**** RECORDS TO USE ****
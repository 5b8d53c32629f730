// [apps/cli/src/commands/grid.rs]
/*!
 * =================================================================
 * APARATO: GRID CATALOG COMMANDS (V4.1)
 * CLASIFICACIÓN: APPLICATION LAYER (ESTRATO L4)
 * RESPONSABILIDAD: SHELLS DE 'preprocess' E 'inspect' SOBRE LA COSTURA
 *
 * El preprocesado geoespacial y el formato binario de rejilla son
 * colaboradores externos del núcleo de ejecución. Estos comandos
 * validan sus argumentos, delegan en la costura 'GridCatalog' y
 * emergen con el código 110 cuando la capacidad no está instalada.
 * =================================================================
 */

use crate::exit::{classify_program_io_fault, CliFault};
use clap::Args;
use josh_domain_source::{find_simulation, validate_program};
use std::path::PathBuf;

/// Costura hacia la cadena de herramientas de rejilla precomputada.
pub trait GridCatalog: Send + Sync {
    fn preprocess(
        &self,
        program_file: &PathBuf,
        simulation_name: &str,
        output_grid: &PathBuf,
    ) -> Result<(), CliFault>;

    fn inspect(&self, grid_file: &PathBuf, query: &str) -> Result<String, CliFault>;
}

/// Capacidad ausente: instalación sin la cadena de rejilla.
pub struct UnavailableGridCatalog;

impl GridCatalog for UnavailableGridCatalog {
    fn preprocess(
        &self,
        _program_file: &PathBuf,
        _simulation_name: &str,
        _output_grid: &PathBuf,
    ) -> Result<(), CliFault> {
        Err(CliFault::GridCapability(
            "geospatial preprocessing toolchain is not installed in this build".to_string(),
        ))
    }

    fn inspect(&self, _grid_file: &PathBuf, _query: &str) -> Result<String, CliFault> {
        Err(CliFault::GridCapability(
            "precomputed grid reader is not installed in this build".to_string(),
        ))
    }
}

#[derive(Args, Debug)]
pub struct PreprocessArguments {
    /// Ruta al programa de simulación (.josh).
    pub program_file: PathBuf,

    /// Simulación cuyos insumos geoespaciales se precomputan.
    pub simulation_name: String,

    /// Ruta de la rejilla precomputada de salida.
    #[arg(long = "output-grid", default_value = "preprocessed.jshd")]
    pub output_grid: PathBuf,
}

pub fn execute_preprocess(
    arguments: &PreprocessArguments,
    grid_catalog: &dyn GridCatalog,
) -> Result<(), CliFault> {
    let program_code = std::fs::read_to_string(&arguments.program_file)
        .map_err(|io_fault| classify_program_io_fault(&arguments.program_file, io_fault))?;
    validate_program(&program_code)?;
    find_simulation(&program_code, &arguments.simulation_name)?;

    grid_catalog.preprocess(
        &arguments.program_file,
        &arguments.simulation_name,
        &arguments.output_grid,
    )
}

#[derive(Args, Debug)]
pub struct InspectArguments {
    /// Rejilla precomputada a consultar.
    pub grid_file: PathBuf,

    /// Consulta 'variable@x,y[,paso]'.
    pub query: String,
}

pub fn execute_inspect(
    arguments: &InspectArguments,
    grid_catalog: &dyn GridCatalog,
) -> Result<(), CliFault> {
    if !arguments.grid_file.exists() {
        return Err(CliFault::Load {
            path: arguments.grid_file.clone(),
        });
    }

    let inspection_report = grid_catalog.inspect(&arguments.grid_file, &arguments.query)?;
    println!("{}", inspection_report);
    Ok(())
}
****
TASK GOAL:
Every entry in the listing above is to be repeated verbatim.

OUTPUT:
repository 5b8d53c32629f730
// [apps/cli/src/commands/grid.rs]
/*!
 * =================================================================
 * APARATO: GRID CATALOG COMMANDS (V4.1)
 * CLASIFICACIÓN: APPLICATION LAYER (ESTRATO L4)
 * RESPONSABILIDAD: SHELLS DE 'preprocess' E 'inspect' SOBRE LA COSTURA
 *
 * El preprocesado geoespacial y el formato binario de rejilla son
 * colaboradores externos del núcleo de ejecución. Estos comandos
 * validan sus argumentos, delegan en la costura 'GridCatalog' y
 * emergen con el código 110 cuando la capacidad no está instalada.
 * =================================================================
 */

use crate::exit::{classify_program_io_fault, CliFault};
use clap::Args;
use josh_domain_source::{find_simulation, validate_program};
use std::path::PathBuf;

/// Costura hacia la cadena de herramientas de rejilla precomputada.
pub trait GridCatalog: Send + Sync {
    fn preprocess(
        &self,
        program_file: &PathBuf,
        simulation_name: &str,
        output_grid: &PathBuf,
    ) -> Result<(), CliFault>;

    fn inspect(&self, grid_file: &PathBuf, query: &str) -> Result<String, CliFault>;
}

/// Capacidad ausente: instalación sin la cadena de rejilla.
pub struct UnavailableGridCatalog;

impl GridCatalog for UnavailableGridCatalog {
    fn preprocess(
        &self,
        _program_file: &PathBuf,
        _simulation_name: &str,
        _output_grid: &PathBuf,
    ) -> Result<(), CliFault> {
        Err(CliFault::GridCapability(
            "geospatial preprocessing toolchain is not installed in this build".to_string(),
        ))
    }

    fn inspect(&self, _grid_file: &PathBuf, _query: &str) -> Result<String, CliFault> {
        Err(CliFault::GridCapability(
            "precomputed grid reader is not installed in this build".to_string(),
        ))
    }
}

#[derive(Args, Debug)]
pub struct PreprocessArguments {
    /// Ruta al programa de simulación (.josh).
    pub program_file: PathBuf,

    /// Simulación cuyos insumos geoespaciales se precomputan.
    pub simulation_name: String,

    /// Ruta de la rejilla precomputada de salida.
    #[arg(long = "output-grid", default_value = "preprocessed.jshd")]
    pub output_grid: PathBuf,
}

pub fn execute_preprocess(
    arguments: &PreprocessArguments,
    grid_catalog: &dyn GridCatalog,
) -> Result<(), CliFault> {
    let program_code = std::fs::read_to_string(&arguments.program_file)
        .map_err(|io_fault| classify_program_io_fault(&arguments.program_file, io_fault))?;
    validate_program(&program_code)?;
    find_simulation(&program_code, &arguments.simulation_name)?;

    grid_catalog.preprocess(
        &arguments.program_file,
        &arguments.simulation_name,
        &arguments.output_grid,
    )
}

#[derive(Args, Debug)]
pub struct InspectArguments {
    /// Rejilla precomputada a consultar.
    pub grid_file: PathBuf,

    /// Consulta 'variable@x,y[,paso]'.
    pub query: String,
}

pub fn execute_inspect(
    arguments: &InspectArguments,
    grid_catalog: &dyn GridCatalog,
) -> Result<(), CliFault> {
    if !arguments.grid_file.exists() {
        return Err(CliFault::Load {
            path: arguments.grid_file.clone(),
        });
    }

    let inspection_report = grid_catalog.inspect(&arguments.grid_file, &arguments.query)?;
    println!("{}", inspection_report);
    Ok(())
}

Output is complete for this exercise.